4. Mengetahui integritas

Memalsukan dokumen atau terlibat fraud adalah tindakan yang tidak memiliki integritas. Biasanya, HR dan user akan menghentikan proses rekrutmen kalau menemukan kandidat seperti itu. Alasannya, perilaku kandidat tidak sesuai nilai perusahaan yang menjunjung integritas atau kejujuran. Jadi, bisa dibayangkan jika Anda melewati tahap ini, kan?

5. Melindungi organisasi

Selain itu, pengecekan latar belakang melindungi organisasi dari hal-hal tak diinginkan. Pengecekan ini adalah upaya pencegahan dari korupsi, kolusi, pelecehan, dan tindakan lain yang merugikan perusahaan.

6. Mematuhi peraturan pemerintah

Rekrutmen merupakan pekerjaan yang kompleks. Terlebih saat ini, tak sedikit perusahaan asing yang memiliki kantor di beberapa negara, sehingga HR harus mematuhi peraturan pemerintah ketika merekrut karyawan lokal maupun ekspatriat.

Dengan background checking, Anda dapat memastikan bahwa karyawan yang akan dipekerjakan memiliki hak hukum serta memenuhi dokumen dan kualifikasi yang diperlukan untuk bekerja di Indonesia.

Di Inggris, jika perusahaan sengaja mempekerjakan pekerja ilegal dan terus mempekerjakannya, perusahaan akan menghadapi masalah hukum. Mulai dipenjara minimal lima tahun dan denda hingga £20 ribu (setara dengan Rp380,7 juta) per pekerja ilegal.

“Kendala yang dihadapi saat background check kandidat beragam, mulai dari perusahaan yang sudah tidak beroperasi atau pindah, HR atau supervisor kandidat yang sulit dihubungi atau dikarenakan perusahaan yang besar dan kompleks maka sulit untuk menghubungi pihak terkait,” Kencana menceritakan pengalamannya.

Background Checking Bagi Karyawan

Background checking tak hanya berlaku untuk kandidat.
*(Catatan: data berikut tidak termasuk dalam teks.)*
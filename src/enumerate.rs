//! Single-level file enumeration with an extension allow-list.

use std::collections::BTreeSet;
use std::fs;
use std::io;
use std::path::{Path, PathBuf};

/// A set of lowercase extensions without leading dots. Empty means every file passes.
#[derive(Debug, Clone, Default, PartialEq, Eq)]
pub struct ExtensionFilter {
    extensions: BTreeSet<String>,
}

impl ExtensionFilter {
    /// Parses a comma-separated list such as `"jpg, .PNG ,gif"`.
    ///
    /// Entries are trimmed, lowercased and stripped of leading dots; blank entries
    /// are dropped.
    ///
    /// # Examples
    ///
    /// ```
    /// use namesort::enumerate::ExtensionFilter;
    ///
    /// let filter = ExtensionFilter::parse("jpg, .PNG ,, gif");
    /// assert_eq!(filter.sorted(), vec!["gif", "jpg", "png"]);
    /// ```
    pub fn parse(text: &str) -> Self {
        text.split(',').collect()
    }

    pub fn is_empty(&self) -> bool {
        self.extensions.is_empty()
    }

    /// The extensions in sorted order, as stored in a journal.
    pub fn sorted(&self) -> Vec<String> {
        self.extensions.iter().cloned().collect()
    }

    /// Case-insensitive check of a path's final extension.
    pub fn allows(&self, path: &Path) -> bool {
        if self.extensions.is_empty() {
            return true;
        }
        let ext = path
            .extension()
            .map(|e| e.to_string_lossy().to_lowercase())
            .unwrap_or_default();
        self.extensions.contains(&ext)
    }
}

impl<S: AsRef<str>> FromIterator<S> for ExtensionFilter {
    fn from_iter<I: IntoIterator<Item = S>>(iter: I) -> Self {
        let extensions = iter
            .into_iter()
            .map(|part| part.as_ref().trim().trim_start_matches('.').to_lowercase())
            .filter(|part| !part.is_empty())
            .collect();
        Self { extensions }
    }
}

/// Lazily lists the regular files directly inside `dir` that pass `filter`.
///
/// Subdirectories are never entered. Symlinks count as the file they point to,
/// so a link to a regular file is listed and a dangling link is not. Entries
/// that cannot be inspected are silently passed over.
pub fn enumerate<'a>(
    dir: &Path,
    filter: &'a ExtensionFilter,
) -> io::Result<impl Iterator<Item = PathBuf> + 'a> {
    let entries = fs::read_dir(dir)?;
    Ok(entries.flatten().filter_map(move |entry| {
        let path = entry.path();
        (path.is_file() && filter.allows(&path)).then_some(path)
    }))
}

/// Takes the fixed list a run works from, ordered by file name.
///
/// The list is captured before any file is touched, so subfolders created during
/// the run are never picked up.
pub fn snapshot(dir: &Path, filter: &ExtensionFilter) -> io::Result<Vec<PathBuf>> {
    let mut files: Vec<PathBuf> = enumerate(dir, filter)?.collect();
    files.sort();
    Ok(files)
}

#[cfg(test)]
mod tests {
    use super::*;
    use tempfile::TempDir;

    #[test]
    fn test_parse_normalizes_entries() {
        let filter = ExtensionFilter::parse(" JPG, .png,..Gif , ,");
        assert_eq!(filter.sorted(), vec!["gif", "jpg", "png"]);
    }

    #[test]
    fn test_parse_empty_means_all() {
        let filter = ExtensionFilter::parse("  ");
        assert!(filter.is_empty());
        assert!(filter.allows(Path::new("anything.bin")));
        assert!(filter.allows(Path::new("no_extension")));
    }

    #[test]
    fn test_allows_is_case_insensitive() {
        let filter = ExtensionFilter::parse("jpg");
        assert!(filter.allows(Path::new("a.JPG")));
        assert!(filter.allows(Path::new("a.jpg")));
        assert!(!filter.allows(Path::new("a.jpeg")));
        assert!(!filter.allows(Path::new("jpg")));
    }

    #[test]
    fn test_allows_uses_last_extension() {
        let filter = ExtensionFilter::parse("gz");
        assert!(filter.allows(Path::new("archive.tar.gz")));
        assert!(!ExtensionFilter::parse("tar").allows(Path::new("archive.tar.gz")));
    }

    #[test]
    fn test_enumerate_skips_directories_and_filtered_files() {
        let temp_dir = TempDir::new().expect("Failed to create temp directory");
        let base = temp_dir.path();
        fs::write(base.join("b.jpg"), "x").expect("Failed to write file");
        fs::write(base.join("a.PNG"), "x").expect("Failed to write file");
        fs::write(base.join("note.txt"), "x").expect("Failed to write file");
        fs::create_dir(base.join("folder.jpg")).expect("Failed to create dir");
        fs::write(base.join("folder.jpg").join("inner.jpg"), "x").expect("Failed to write file");

        let filter = ExtensionFilter::parse("jpg,png");
        let files = snapshot(base, &filter).expect("Failed to enumerate");

        assert_eq!(files, vec![base.join("a.PNG"), base.join("b.jpg")]);
    }

    #[cfg(unix)]
    #[test]
    fn test_enumerate_follows_symlinks_to_files() {
        use std::os::unix::fs::symlink;

        let temp_dir = TempDir::new().expect("Failed to create temp directory");
        let base = temp_dir.path();
        let outside = TempDir::new().expect("Failed to create temp directory");
        fs::write(outside.path().join("real.jpg"), "x").expect("Failed to write file");
        fs::create_dir(outside.path().join("dir.jpg")).expect("Failed to create dir");

        symlink(outside.path().join("real.jpg"), base.join("link.jpg")).unwrap();
        symlink(outside.path().join("dir.jpg"), base.join("dirlink.jpg")).unwrap();
        symlink(outside.path().join("gone.jpg"), base.join("dangling.jpg")).unwrap();

        let files = snapshot(base, &ExtensionFilter::parse("jpg")).expect("Failed to enumerate");
        assert_eq!(files, vec![base.join("link.jpg")]);
    }

    #[test]
    fn test_enumerate_missing_directory_fails() {
        let filter = ExtensionFilter::default();
        assert!(enumerate(Path::new("/non/existent/path"), &filter).is_err());
    }
}
//! Read-only look at how a pattern would classify a directory.

use crate::enumerate::{self, ExtensionFilter};
use crate::pattern::{CompiledPattern, MatchOutcome};
use std::collections::BTreeMap;
use std::io;
use std::path::Path;

/// Maximum number of files a preview annotates.
pub const PREVIEW_LIMIT: usize = 101;

#[derive(Debug, Clone, PartialEq, Eq)]
pub struct PreviewEntry {
    pub name: String,
    pub outcome: MatchOutcome,
}

#[derive(Debug, Clone, Default, PartialEq, Eq)]
pub struct Preview {
    pub entries: Vec<PreviewEntry>,
    /// More eligible files exist beyond `entries`.
    pub has_more: bool,
}

impl Preview {
    /// How many previewed files would land in each group folder.
    pub fn group_counts(&self) -> BTreeMap<String, usize> {
        let mut counts = BTreeMap::new();
        for group in self.entries.iter().filter_map(|e| e.outcome.group()) {
            *counts.entry(group.to_string()).or_insert(0) += 1;
        }
        counts
    }
}

/// Annotates up to [`PREVIEW_LIMIT`] eligible files in `dir`, in run order.
pub fn preview(
    dir: &Path,
    pattern: &CompiledPattern,
    filter: &ExtensionFilter,
) -> io::Result<Preview> {
    let files = enumerate::snapshot(dir, filter)?;
    let has_more = files.len() > PREVIEW_LIMIT;

    let entries = files
        .iter()
        .take(PREVIEW_LIMIT)
        .filter_map(|path| path.file_name())
        .map(|name| {
            let name = name.to_string_lossy().to_string();
            let outcome = pattern.classify(&name);
            PreviewEntry { name, outcome }
        })
        .collect();

    Ok(Preview { entries, has_more })
}

#[cfg(test)]
mod tests {
    use super::*;
    use std::fs;
    use tempfile::TempDir;

    #[test]
    fn test_preview_annotates_each_file() {
        let temp_dir = TempDir::new().expect("Failed to create temp directory");
        let base = temp_dir.path();
        fs::write(base.join("artist_Alice.jpg"), "x").unwrap();
        fs::write(base.join("bob.jpg"), "x").unwrap();
        fs::write(base.join("skip.txt"), "x").unwrap();

        let pattern = CompiledPattern::compile(r"artist_([a-z]+)|(bob)", true).unwrap();
        let result = preview(base, &pattern, &ExtensionFilter::parse("jpg")).unwrap();

        assert_eq!(result.entries.len(), 2);
        assert_eq!(result.entries[0].name, "artist_Alice.jpg");
        assert_eq!(result.entries[0].outcome.group(), Some("Alice"));
        assert_eq!(result.entries[1].outcome, MatchOutcome::NoGroup);
        assert!(!result.has_more);
        assert_eq!(result.group_counts().get("Alice"), Some(&1));
    }

    #[test]
    fn test_preview_is_capped() {
        let temp_dir = TempDir::new().expect("Failed to create temp directory");
        for i in 0..(PREVIEW_LIMIT + 5) {
            fs::write(temp_dir.path().join(format!("f{:03}.jpg", i)), "x").unwrap();
        }

        let pattern = CompiledPattern::compile(r"f(\d)", true).unwrap();
        let result = preview(temp_dir.path(), &pattern, &ExtensionFilter::default()).unwrap();

        assert_eq!(result.entries.len(), PREVIEW_LIMIT);
        assert!(result.has_more);
    }

    #[test]
    fn test_preview_touches_nothing() {
        let temp_dir = TempDir::new().expect("Failed to create temp directory");
        fs::write(temp_dir.path().join("artist_a.jpg"), "x").unwrap();

        let pattern = CompiledPattern::compile(r"artist_([a-z])", true).unwrap();
        preview(temp_dir.path(), &pattern, &ExtensionFilter::default()).unwrap();

        assert!(temp_dir.path().join("artist_a.jpg").exists());
        assert!(!temp_dir.path().join("a").exists());
    }
}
Hal ini bisa diterapkan untuk semua karyawan. Karena perusahaan tetap memiliki risiko, seperti korupsi, pelecehan, dan reputasi negatif yang disebabkan oleh karyawan.

Elizabeth McLean, General Counsel GoodHire, mengatakan perusahaan akan susah mempertahankan para karyawan jika mereka gagal mengambil tindakan, atau memberhentikan pada seorang yang punya tindakan berisiko.

Maka sebaiknya, HR bersama manajemen memiliki kebijakan untuk melakukan kebijakan background checking untuk semua karyawan. Langkahnya, yaitu:

Pertama, meninjau ulang peraturan perusahaan. Apakah peraturan masih relevan saat ini? Apakah peraturan melindungi karyawan dan perusahaan sesuai undang-undang? Jika belum, Anda perlu menambahkannya.

Kedua, memperbarui data. Jika perusahaan ingin memperbarui atau mengorganisir data karyawan, catat data-data yang diperlukan dan siapkan pengumuman kepada karyawan. Misal memperbarui data (KTP, BPJS, SIM, dan lainnya) hingga catatan kepatuhan karyawan.

Ketiga, menginformasikan kepada semua karyawan. HR bisa mengumumkan background checking melalui email dan katakan kepada semua karyawan bahwa ada data yang perlu mereka perbarui.

Keempat, disiplin. HR perlu disiplin untuk menerapkan pengecekan latar belakang karyawan maupun menerapkan peraturan perusahaan. Karena langkah itu untuk mencegah tindakan tidak sesuai nilai perusahaan.

Penutup

Background checking tak hanya membantu perusahaan menemukan kandidat yang tepat. Namun lebih dari itu, yakni menciptakan lingkungan kerja aman dan sehat, sehingga karyawan dan perusahaan tumbuh bersama.

Dan, background checking melindungi reputasi perusahaan. Perusahaan dengan reputasi positif akan menarik perhatian kandidat berkualitas di luar sana.